Big money doesn’t buy much in L.A. school races

Mar 7, 2013 by

Outside interests poured money into Mayor Antonio Villaraigosa’s war chest for this week’s school board elections in an attempt to influence education reform here and nationwide. But when the votes were tallied, the group could count only one clear winner.

The mayor’s political action committee, which amassed more than $3.9 million on behalf of three candidates, secured just incumbent Monica Garcia’s seat.

In the other two races, the Coalition for School Reform lost its bid to unseat incumbent Steve Zimmer, who was backed by the teachers union. The group’s other favored candidate, Antonio Sanchez, is headed for a May 21 runoff.

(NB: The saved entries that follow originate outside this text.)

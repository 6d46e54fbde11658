use crate::config::ScriptConfig;

/// One entry of the phase plan.
#[derive(Clone, Debug, PartialEq, serde::Serialize)]
#[serde(rename_all = "snake_case", tag = "kind")]
pub enum PhaseDescriptor {
    /// Static message with a blinking cursor for a fixed wall-clock duration.
    Blink {
        /// Message shown left of the cursor (may be empty).
        message: String,
        /// Phase length in milliseconds.
        duration_ms: f64,
    },
    /// Typewriter reveal of a message, one char per gated frame.
    Type {
        /// Message to type.
        message: String,
    },
    /// Digit matrix followed by the failure banner.
    Matrix,
}

/// Ordered phases replayed from the start on every restart.
#[derive(Clone, Debug, PartialEq, serde::Serialize)]
pub struct PhasePlan {
    phases: Vec<PhaseDescriptor>,
}

impl PhasePlan {
    /// The classic script: cursor, first message, hold, second message, hold, matrix.
    pub fn classic(script: &ScriptConfig, timestamp: &str) -> Self {
        let first = script.first_message(timestamp);
        let second = script.second_message.clone();
        Self {
            phases: vec![
                PhaseDescriptor::Blink {
                    message: String::new(),
                    duration_ms: script.opening_blink_ms,
                },
                PhaseDescriptor::Type {
                    message: first.clone(),
                },
                PhaseDescriptor::Blink {
                    message: first,
                    duration_ms: script.first_hold_ms,
                },
                PhaseDescriptor::Type {
                    message: second.clone(),
                },
                PhaseDescriptor::Blink {
                    message: second,
                    duration_ms: script.second_hold_ms,
                },
                PhaseDescriptor::Matrix,
            ],
        }
    }

    /// Phase at `index`.
    pub fn get(&self, index: usize) -> Option<&PhaseDescriptor> {
        self.phases.get(index)
    }

    /// Number of phases.
    pub fn len(&self) -> usize {
        self.phases.len()
    }

    /// `true` when the plan has no phases.
    pub fn is_empty(&self) -> bool {
        self.phases.is_empty()
    }

    /// Phases in order.
    pub fn phases(&self) -> &[PhaseDescriptor] {
        &self.phases
    }
}
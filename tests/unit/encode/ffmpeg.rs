use super::*;
use crate::foundation::core::Fps;

fn cfg(width: u32, height: u32) -> SinkConfig {
    SinkConfig {
        width,
        height,
        fps: Fps::new(30, 1).unwrap(),
    }
}

fn out_path(name: &str) -> PathBuf {
    std::env::temp_dir()
        .join(format!("matrix-intro-{}", std::process::id()))
        .join(name)
}

#[test]
fn odd_dimensions_are_rejected_before_spawning() {
    let mut sink = FfmpegSink::new(FfmpegSinkOpts::new(out_path("odd.mp4")));
    let err = sink.begin(cfg(11, 10)).unwrap_err();
    assert!(matches!(err, IntroError::Validation(_)));
    assert!(sink.child.is_none());
}

#[test]
fn frames_before_begin_are_rejected() {
    let mut sink = FfmpegSink::new(FfmpegSinkOpts::new(out_path("idle.mp4")));
    let frame = FrameRGBA {
        width: 2,
        height: 2,
        data: vec![0; 16],
        premultiplied: true,
    };
    assert!(sink.push_frame(FrameIndex(0), &frame).is_err());
    assert!(sink.end().is_err());
}

#[test]
fn encodes_a_short_clip_when_ffmpeg_is_available() {
    if !is_ffmpeg_on_path() {
        eprintln!("skipping: ffmpeg not on PATH");
        return;
    }
    let path = out_path("clip.mp4");
    let mut sink = FfmpegSink::new(FfmpegSinkOpts::new(&path));
    sink.begin(cfg(16, 16)).unwrap();
    for i in 0..5u64 {
        let v = (i * 40) as u8;
        let frame = FrameRGBA {
            width: 16,
            height: 16,
            data: [v, v, v, 255].repeat(256),
            premultiplied: true,
        };
        sink.push_frame(FrameIndex(i), &frame).unwrap();
    }
    sink.end().unwrap();
    assert!(std::fs::metadata(&path).unwrap().len() > 0);
    let _ = std::fs::remove_file(&path);
}
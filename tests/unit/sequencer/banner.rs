use super::*;
use crate::surface::{RecordingSurface, TextAlign};

fn canvas() -> Canvas {
    Canvas {
        width: 800,
        height: 600,
    }
}

#[test]
fn rect_is_centered() {
    let cfg = BannerConfig::default();
    let palette = Palette::default();
    let r = FailureBanner::new(&cfg, &palette).rect(canvas());
    assert_eq!(r, Rect::new(200.0, 275.0, 600.0, 325.0));
}

#[test]
fn hidden_banner_only_clears() {
    let cfg = BannerConfig::default();
    let palette = Palette::default();
    let mut out = Vec::new();
    FailureBanner::new(&cfg, &palette).commands(canvas(), false, &mut out);
    assert_eq!(
        out,
        vec![DrawCommand::FillRect {
            rect: Rect::new(200.0, 275.0, 600.0, 325.0),
            color: palette.background,
        }]
    );
}

#[test]
fn visible_banner_draws_border_and_centered_label() {
    let cfg = BannerConfig::default();
    let palette = Palette::default();
    let mut rec = RecordingSurface::new(800, 600);
    FailureBanner::new(&cfg, &palette).draw(&mut rec, true).unwrap();

    assert_eq!(rec.commands.len(), 3);
    assert!(matches!(rec.commands[1], DrawCommand::StrokeRect { width, .. } if width == 2.0));
    let DrawCommand::FillText {
        text,
        origin,
        style,
    } = &rec.commands[2]
    else {
        panic!("expected label");
    };
    assert_eq!(text, "System failure");
    assert_eq!(*origin, Point::new(400.0, 312.0));
    assert_eq!(style.align, TextAlign::Center);
    assert_eq!(style.size_px, 40.0);
}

The results were “a loss for the mayor and the future of reform in the district,” said former state Sen. Gloria Romero, who is generally allied with Villaraigosa’s education agenda.

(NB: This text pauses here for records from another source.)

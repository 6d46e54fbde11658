use std::path::{Path, PathBuf};

use anyhow::Context as _;

use crate::encode::sink::{FrameSink, SinkConfig, check_order, check_size};
use crate::foundation::core::FrameIndex;
use crate::foundation::error::{IntroError, IntroResult};
use crate::render::FrameRGBA;

/// Writes `frame_00000.png`, `frame_00001.png`, ... into a directory.
pub struct PngSequenceSink {
    dir: PathBuf,
    cfg: Option<SinkConfig>,
    last_idx: Option<FrameIndex>,
    written: u64,
}

impl PngSequenceSink {
    /// Sink writing into `dir` (created on `begin`).
    pub fn new(dir: impl Into<PathBuf>) -> Self {
        Self {
            dir: dir.into(),
            cfg: None,
            last_idx: None,
            written: 0,
        }
    }

    /// Path of frame `idx`.
    pub fn frame_path(&self, idx: FrameIndex) -> PathBuf {
        self.dir.join(format!("frame_{:05}.png", idx.0))
    }

    /// Files written since the last `begin`.
    pub fn written(&self) -> u64 {
        self.written
    }
}

impl FrameSink for PngSequenceSink {
    fn begin(&mut self, cfg: SinkConfig) -> IntroResult<()> {
        std::fs::create_dir_all(&self.dir)
            .with_context(|| format!("create png directory '{}'", self.dir.display()))?;
        self.cfg = Some(cfg);
        self.last_idx = None;
        self.written = 0;
        Ok(())
    }

    fn push_frame(&mut self, idx: FrameIndex, frame: &FrameRGBA) -> IntroResult<()> {
        let cfg = self
            .cfg
            .as_ref()
            .ok_or_else(|| IntroError::encode("png sink not started"))?;
        check_order(self.last_idx, idx)?;
        check_size(cfg, frame)?;
        self.last_idx = Some(idx);
        write_png(&self.frame_path(idx), frame)?;
        self.written += 1;
        Ok(())
    }

    fn end(&mut self) -> IntroResult<()> {
        self.cfg = None;
        Ok(())
    }
}

/// Encode `frame` as a straight-alpha RGBA PNG.
pub fn write_png(path: &Path, frame: &FrameRGBA) -> IntroResult<()> {
    let mut data = frame.data.clone();
    if frame.premultiplied {
        unpremultiply_in_place(&mut data);
    }
    let img = image::RgbaImage::from_raw(frame.width, frame.height, data)
        .ok_or_else(|| IntroError::encode("frame data length is not width*height*4"))?;
    crate::encode::ensure_parent_dir(path)?;
    img.save_with_format(path, image::ImageFormat::Png)
        .with_context(|| format!("write png '{}'", path.display()))?;
    Ok(())
}

fn unpremultiply_in_place(rgba: &mut [u8]) {
    for px in rgba.chunks_exact_mut(4) {
        let a = u16::from(px[3]);
        if a == 0 || a == 255 {
            continue;
        }
        for c in &mut px[..3] {
            *c = ((u16::from(*c) * 255 + a / 2) / a).min(255) as u8;
        }
    }
}

#[cfg(test)]
#[path = "../../tests/unit/encode/png.rs"]
mod tests;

But American Federation of Teachers President Randi Weingarten summed up Tuesday’s election this way: “Big monied interests — most of whom live far away from Los Angeles and virtually none of whom have children in LAUSD schools — were rebuked by parents, teachers and the community.”

The costliest race was between Zimmer and attorney Kate Anderson in District 4, which spans the Westside and west San Fernando Valley. There, the mayor’s group spent more than $1.5 million on Anderson’s behalf. The coalition campaign portrayed one-term incumbent Zimmer as an L.A. Unified insider who voted to fire thousands of teachers and approved a hugely expensive new school.

Taking on Zimmer was “an odd choice,” said Charles Kerchner, a professor at Claremont Graduate University. Overall, Zimmer has been the most independent current board member and a “bridge builder,” Kerchner said.